Transactions are recorded as blocks of data to be added to the chain; each block contains a unique cryptographic hash that is used to track that block as well as others in the associated chain. Data within the blocks cannot be modified and the chains are secure by design.
Electronic medical records (EMRs) carry a mass of data, including demographics, treatment and genomic information, and act as repositories for biomedical research. But because data in EMRs is the most highly sensitive, there has been little progress in sharing information for research and clinical use, such as aiding in physician decision making.
IBM's researchers believe that by keeping an audit trail of all transactions on an unalterable distributed ledger, blockchain technology establishes accountability and transparency for data exchange.

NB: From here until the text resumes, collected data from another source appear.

//! Schedule expression builder: a snapshot of schedule-form state in, a
//! 6-field cron expression plus a human-readable description out.
//!
//! This is the same three-mode builder the job form exposes. `Preset`
//! passes a catalog entry through untouched, `Simple` composes an
//! every-N expression from an interval and unit, and `Custom` accepts
//! free-text cron. Building is pure and synchronous; nothing here
//! touches the stores.

use serde::{Deserialize, Serialize};

// ━━━━━━━━━━━━━━━━━━━━━━━━━━━━━━━━━━━━━━━━━━━━━━━━━━━━━━━━━━━━━━━━━━
// Form state
// ━━━━━━━━━━━━━━━━━━━━━━━━━━━━━━━━━━━━━━━━━━━━━━━━━━━━━━━━━━━━━━━━━━

/// Interval unit for the simple builder.
#[derive(Clone, Copy, Debug, Serialize, Deserialize, PartialEq, Eq)]
#[serde(rename_all = "snake_case")]
pub enum IntervalUnit {
    Minutes,
    Hours,
    Days,
}

/// One schedule-form snapshot, tagged by mode.
///
/// `interval` and `time` carry the raw text of their form fields; they
/// are parsed and range-checked exactly once, in [`ScheduleForm::build`].
#[derive(Clone, Debug, Serialize, Deserialize, PartialEq, Eq)]
#[serde(tag = "mode", rename_all = "snake_case")]
pub enum ScheduleForm {
    /// A pre-enumerated catalog entry. Expression and label are used
    /// verbatim; the catalog itself lives in [`PRESETS`].
    Preset { expression: String, label: String },
    /// Every N minutes/hours/days, with a time of day when daily.
    Simple {
        interval: String,
        unit: IntervalUnit,
        #[serde(default, skip_serializing_if = "Option::is_none")]
        time: Option<String>,
    },
    /// Free-text cron expression.
    Custom { expression: String },
}

/// The built result: what gets written into the job.
#[derive(Clone, Debug, Serialize, Deserialize, PartialEq, Eq)]
pub struct BuiltSchedule {
    pub expression: String,
    pub description: String,
}

/// Why a form snapshot failed to build. Every variant maps to a field
/// the caller can point at.
#[derive(thiserror::Error, Clone, Debug, PartialEq, Eq)]
pub enum BuildError {
    #[error("interval is required")]
    IntervalMissing,
    #[error("interval must be a whole number, got {0:?}")]
    IntervalNotNumeric(String),
    #[error("interval must be at least 1")]
    IntervalNotPositive,
    #[error("a time of day is required for daily schedules")]
    TimeMissing,
    #[error("time of day must be HH:MM, got {0:?}")]
    TimeInvalid(String),
    #[error("custom cron expression is empty")]
    CustomEmpty,
}

// ━━━━━━━━━━━━━━━━━━━━━━━━━━━━━━━━━━━━━━━━━━━━━━━━━━━━━━━━━━━━━━━━━━
// Building
// ━━━━━━━━━━━━━━━━━━━━━━━━━━━━━━━━━━━━━━━━━━━━━━━━━━━━━━━━━━━━━━━━━━

impl ScheduleForm {
    /// Build the cron expression and description for this snapshot.
    ///
    /// All validation happens here, before any output exists:
    /// - the interval must parse to a positive integer;
    /// - daily schedules need a `H:MM` time with hour 0-23, minute 0-59;
    /// - custom expressions must be non-empty.
    ///
    /// Custom text is otherwise passed through verbatim. Whether it is
    /// well-formed cron is the job-acceptance boundary's concern
    /// (`validate_cron`), so legacy expressions can still round-trip
    /// through an edit form unchanged.
    pub fn build(&self) -> Result<BuiltSchedule, BuildError> {
        match self {
            ScheduleForm::Preset { expression, label } => Ok(BuiltSchedule {
                expression: expression.clone(),
                description: label.clone(),
            }),
            ScheduleForm::Simple {
                interval,
                unit,
                time,
            } => {
                let n = parse_interval(interval)?;
                match unit {
                    IntervalUnit::Minutes => Ok(BuiltSchedule {
                        expression: format!("0 */{n} * * * *"),
                        // The short unit word is fixed; it never pluralizes.
                        description: format!("Every {n} min"),
                    }),
                    IntervalUnit::Hours => Ok(BuiltSchedule {
                        expression: format!("0 0 */{n} * * *"),
                        description: format!("Every {n} hour{}", plural(n)),
                    }),
                    IntervalUnit::Days => {
                        let raw = time.as_deref().map(str::trim).unwrap_or("");
                        if raw.is_empty() {
                            return Err(BuildError::TimeMissing);
                        }
                        let (hour, minute) = split_time(raw)?;
                        // The hour/minute substrings go into the
                        // expression as typed: "9:05" keeps its "05".
                        Ok(BuiltSchedule {
                            expression: format!("0 {minute} {hour} */{n} * *"),
                            description: format!("Every {n} day{} at {raw}", plural(n)),
                        })
                    }
                }
            }
            ScheduleForm::Custom { expression } => {
                if expression.trim().is_empty() {
                    return Err(BuildError::CustomEmpty);
                }
                Ok(BuiltSchedule {
                    expression: expression.clone(),
                    description: "Custom".into(),
                })
            }
        }
    }

    /// The form snapshot an edit view starts from.
    ///
    /// A job opened for editing already carries a stored expression, so
    /// the form comes up in custom mode seeded with it; building again
    /// without touching anything yields the stored expression verbatim.
    pub fn seed_for_edit(expression: &str) -> Self {
        ScheduleForm::Custom {
            expression: expression.to_string(),
        }
    }
}

fn parse_interval(raw: &str) -> Result<u32, BuildError> {
    let trimmed = raw.trim();
    if trimmed.is_empty() {
        return Err(BuildError::IntervalMissing);
    }
    let n: u32 = trimmed
        .parse()
        .map_err(|_| BuildError::IntervalNotNumeric(trimmed.to_string()))?;
    if n == 0 {
        return Err(BuildError::IntervalNotPositive);
    }
    Ok(n)
}

/// Split `H:MM` into its raw halves, range-checking both.
fn split_time(raw: &str) -> Result<(&str, &str), BuildError> {
    let invalid = || BuildError::TimeInvalid(raw.to_string());
    let (hour, minute) = raw.split_once(':').ok_or_else(invalid)?;
    let h: u32 = hour.trim().parse().map_err(|_| invalid())?;
    let m: u32 = minute.trim().parse().map_err(|_| invalid())?;
    if h > 23 || m > 59 {
        return Err(invalid());
    }
    Ok((hour, minute))
}

fn plural(n: u32) -> &'static str {
    if n > 1 {
        "s"
    } else {
        ""
    }
}

// ━━━━━━━━━━━━━━━━━━━━━━━━━━━━━━━━━━━━━━━━━━━━━━━━━━━━━━━━━━━━━━━━━━
// Preset catalog
// ━━━━━━━━━━━━━━━━━━━━━━━━━━━━━━━━━━━━━━━━━━━━━━━━━━━━━━━━━━━━━━━━━━

/// One entry of the fixed preset catalog.
#[derive(Clone, Copy, Debug, Serialize)]
pub struct Preset {
    pub id: &'static str,
    pub expression: &'static str,
    pub label: &'static str,
}

/// The catalog the preset selector offers. Served read-only over the
/// API; the builder never checks membership, it trusts the pair the
/// form hands back.
pub const PRESETS: &[Preset] = &[
    Preset {
        id: "every_minute",
        expression: "0 * * * * *",
        label: "Every minute",
    },
    Preset {
        id: "every_5_minutes",
        expression: "0 */5 * * * *",
        label: "Every 5 minutes",
    },
    Preset {
        id: "every_15_minutes",
        expression: "0 */15 * * * *",
        label: "Every 15 minutes",
    },
    Preset {
        id: "every_30_minutes",
        expression: "0 */30 * * * *",
        label: "Every 30 minutes",
    },
    Preset {
        id: "hourly",
        expression: "0 0 * * * *",
        label: "Every hour",
    },
    Preset {
        id: "daily_midnight",
        expression: "0 0 0 * * *",
        label: "Every day at midnight",
    },
    Preset {
        id: "weekly_sunday",
        expression: "0 0 0 * * 0",
        label: "Every Sunday at midnight",
    },
    Preset {
        id: "monthly_first",
        expression: "0 0 0 1 * *",
        label: "Monthly on the 1st at midnight",
    },
];

/// Look up a catalog entry by id.
pub fn preset_by_id(id: &str) -> Option<&'static Preset> {
    PRESETS.iter().find(|p| p.id == id)
}

// ━━━━━━━━━━━━━━━━━━━━━━━━━━━━━━━━━━━━━━━━━━━━━━━━━━━━━━━━━━━━━━━━━━
// Tests
// ━━━━━━━━━━━━━━━━━━━━━━━━━━━━━━━━━━━━━━━━━━━━━━━━━━━━━━━━━━━━━━━━━━

#[cfg(test)]
mod tests {
    use super::*;

    fn simple(interval: &str, unit: IntervalUnit, time: Option<&str>) -> ScheduleForm {
        ScheduleForm::Simple {
            interval: interval.into(),
            unit,
            time: time.map(String::from),
        }
    }

    #[test]
    fn minutes_interval_formats_expression_and_description() {
        let built = simple("5", IntervalUnit::Minutes, None).build().unwrap();
        assert_eq!(built.expression, "0 */5 * * * *");
        assert_eq!(built.description, "Every 5 min");
    }

    #[test]
    fn minutes_unit_word_never_pluralizes() {
        let one = simple("1", IntervalUnit::Minutes, None).build().unwrap();
        let many = simple("10", IntervalUnit::Minutes, None).build().unwrap();
        assert_eq!(one.description, "Every 1 min");
        assert_eq!(many.description, "Every 10 min");
    }

    #[test]
    fn hours_interval_singular_at_one() {
        let built = simple("1", IntervalUnit::Hours, None).build().unwrap();
        assert_eq!(built.expression, "0 0 */1 * * *");
        assert_eq!(built.description, "Every 1 hour");
    }

    #[test]
    fn hours_interval_plural_above_one() {
        let built = simple("2", IntervalUnit::Hours, None).build().unwrap();
        assert_eq!(built.expression, "0 0 */2 * * *");
        assert_eq!(built.description, "Every 2 hours");
    }

    #[test]
    fn days_interval_includes_literal_time() {
        let built = simple("3", IntervalUnit::Days, Some("14:30"))
            .build()
            .unwrap();
        assert_eq!(built.expression, "0 30 14 */3 * *");
        assert_eq!(built.description, "Every 3 days at 14:30");
    }

    #[test]
    fn days_interval_singular_at_one() {
        let built = simple("1", IntervalUnit::Days, Some("08:00"))
            .build()
            .unwrap();
        assert_eq!(built.expression, "0 00 08 */1 * *");
        assert_eq!(built.description, "Every 1 day at 08:00");
    }

    #[test]
    fn time_substrings_are_not_reformatted() {
        // A single-digit hour stays single-digit; the minute keeps its
        // leading zero. No zero-padding is invented either way.
        let built = simple("2", IntervalUnit::Days, Some("9:05"))
            .build()
            .unwrap();
        assert_eq!(built.expression, "0 05 9 */2 * *");
        assert_eq!(built.description, "Every 2 days at 9:05");
    }

    #[test]
    fn interval_parses_to_a_typed_integer_once() {
        // "05" is parsed, so the expression carries the integer form.
        let built = simple("05", IntervalUnit::Minutes, None).build().unwrap();
        assert_eq!(built.expression, "0 */5 * * * *");
        assert_eq!(built.description, "Every 5 min");
    }

    #[test]
    fn blank_interval_is_rejected() {
        let err = simple("", IntervalUnit::Minutes, None).build().unwrap_err();
        assert_eq!(err, BuildError::IntervalMissing);
        let err = simple("   ", IntervalUnit::Hours, None).build().unwrap_err();
        assert_eq!(err, BuildError::IntervalMissing);
    }

    #[test]
    fn non_numeric_interval_is_rejected() {
        let err = simple("abc", IntervalUnit::Minutes, None)
            .build()
            .unwrap_err();
        assert_eq!(err, BuildError::IntervalNotNumeric("abc".into()));
        let err = simple("2.5", IntervalUnit::Hours, None).build().unwrap_err();
        assert_eq!(err, BuildError::IntervalNotNumeric("2.5".into()));
        let err = simple("-3", IntervalUnit::Days, Some("10:00"))
            .build()
            .unwrap_err();
        assert_eq!(err, BuildError::IntervalNotNumeric("-3".into()));
    }

    #[test]
    fn zero_interval_is_rejected() {
        let err = simple("0", IntervalUnit::Minutes, None).build().unwrap_err();
        assert_eq!(err, BuildError::IntervalNotPositive);
    }

    #[test]
    fn days_without_time_is_rejected() {
        let err = simple("3", IntervalUnit::Days, None).build().unwrap_err();
        assert_eq!(err, BuildError::TimeMissing);
        let err = simple("3", IntervalUnit::Days, Some("")).build().unwrap_err();
        assert_eq!(err, BuildError::TimeMissing);
    }

    #[test]
    fn malformed_time_is_rejected() {
        for bad in ["14", "25:00", "14:60", "aa:bb", "14:30:00"] {
            let err = simple("1", IntervalUnit::Days, Some(bad))
                .build()
                .unwrap_err();
            assert_eq!(
                err,
                BuildError::TimeInvalid(bad.into()),
                "expected {bad:?} to be rejected"
            );
        }
    }

    #[test]
    fn custom_passes_text_through_verbatim() {
        let form = ScheduleForm::Custom {
            expression: "*/10 * * * * *".into(),
        };
        let built = form.build().unwrap();
        assert_eq!(built.expression, "*/10 * * * * *");
        assert_eq!(built.description, "Custom");
    }

    #[test]
    fn custom_description_ignores_content() {
        // Even text that is nowhere near valid cron builds; the
        // acceptance boundary decides whether to store it.
        let form = ScheduleForm::Custom {
            expression: "whenever you like".into(),
        };
        assert_eq!(form.build().unwrap().description, "Custom");
    }

    #[test]
    fn empty_custom_is_rejected() {
        for empty in ["", "   ", "\t"] {
            let form = ScheduleForm::Custom {
                expression: empty.into(),
            };
            assert_eq!(form.build().unwrap_err(), BuildError::CustomEmpty);
        }
    }

    #[test]
    fn preset_is_identity() {
        let form = ScheduleForm::Preset {
            expression: "0 0 * * * *".into(),
            label: "Every hour".into(),
        };
        let built = form.build().unwrap();
        assert_eq!(built.expression, "0 0 * * * *");
        assert_eq!(built.description, "Every hour");
    }

    #[test]
    fn seeding_from_existing_expression_forces_custom() {
        // Legacy 5-field expressions round-trip untouched through an
        // edit: the form opens in custom mode and rebuilding yields the
        // stored text.
        let form = ScheduleForm::seed_for_edit("5 4 * * *");
        assert!(matches!(form, ScheduleForm::Custom { .. }));
        let built = form.build().unwrap();
        assert_eq!(built.expression, "5 4 * * *");
        assert_eq!(built.description, "Custom");
    }

    #[test]
    fn form_deserializes_from_tagged_json() {
        let form: ScheduleForm = serde_json::from_str(
            r#"{"mode":"simple","interval":"15","unit":"minutes"}"#,
        )
        .unwrap();
        let built = form.build().unwrap();
        assert_eq!(built.expression, "0 */15 * * * *");

        let form: ScheduleForm =
            serde_json::from_str(r#"{"mode":"custom","expression":"0 0 9 * * 1-5"}"#).unwrap();
        assert_eq!(
            form.build().unwrap(),
            BuiltSchedule {
                expression: "0 0 9 * * 1-5".into(),
                description: "Custom".into(),
            }
        );
    }

    #[test]
    fn preset_catalog_lookup_by_id() {
        let hourly = preset_by_id("hourly").unwrap();
        assert_eq!(hourly.expression, "0 0 * * * *");
        assert!(preset_by_id("no_such_preset").is_none());
    }
}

"Transformative healthcare solutions are possible when healthcare researchers and providers have access to a 360-degree view of patient data. Today, patients have little access to their health data and cannot easily share with researchers or providers," IBM said.
IBM recently surveyed 200 healthcare executives, both with insurance payers and medical providers, and found 16% expect to have a commercial blockchain service at scale in 2017 for sharing data securely.

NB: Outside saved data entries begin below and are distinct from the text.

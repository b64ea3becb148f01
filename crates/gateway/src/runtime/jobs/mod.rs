//! Persistent jobs: model and store.
//!
//! Jobs are persisted to `<data_dir>/jobs.json`. The store owns the
//! in-memory map, persists every mutation, and broadcasts [`JobEvent`]s
//! for the SSE feed.

pub mod model;
pub mod store;

pub use model::{HttpMethod, Job, JobEvent, JobStatus, JobView, RunStatus};
pub use store::JobStore;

Most have deployed EMRs but not all effectively
In 2004, President George W. Bush called for establishing EMRs for most Americans by 2014 and created the Office of the National Coordinator (ONC) for Health Information Technology to lead the way. The Obama Administration then pledged $50 billion toward the implementation of EMRs, which were phased in under the "Meaningful Use" program. That program penalized healthcare facilities that didn't implement the technology.
While most healthcare facilities have introduced EMRs, many are still not able to securely share data -- even with other hospitals and clinics in their own healthcare group.
IBM's Watson supercomputer is now functioning as a cloud offering compute resources as a service.
At the end of 2015, only 41% of non-federal acute care hospitals had clinical information from their patients' outside encounters at the point-of-care, according to the ONC.
"Additionally, when seeking care for a medical problem within the last year, about one in three individuals reported experiencing one or more gaps in information exchange," the ONC stated in a report.
The use of certified EMR technology has been proven useful for the electronic exchange of healthcare information between providers and insurers. It has also been shown to improve quality of care and workflow. In addition to more obvious uses, EMR data is also seen as a invaluable for performing large-scale but relatively low-cost pharmaceutical, medical and healthcare analyses. To date, however, little progress has been made toward that because of privacy and security issues.
The use of secure patient medical data can be essential for the development of new drugs, and is key in enabling personalized medicine, where medical treatments are tailored to a specific patient based on genomics and other factors.
Research has found that using patient data with machine-learning algorithms can drastically improve both the cost and quality of healthcare through simulation modeling.
"Giving patients the opportunity to share their data securely, for research purposes or across their healthcare providers, would create opportunities for major advancements in healthcare," IBM and the FDA said in a joint statement.
The two plan to look at how a blockchain framework can aid public health by supporting important use cases for information exchange across a wide variety of data types, including clinical trials and "real world" data.
Patient data from mobile devices, wearables and other connected devices, for example, can help doctors and caregivers better manage population health, according to IBM.
IBM brings extensive expertise in blockchain technology. For example, IBM is a founding member and key contributor to the Linux Foundation's Hyperledger project. For its part, IBM will work to define and build a scalable and decentralized data sharing ecosystem.
IBM Watson Health and the FDA plan to publicize initial findings in the use of blockchain for healthcare data sharing later this year.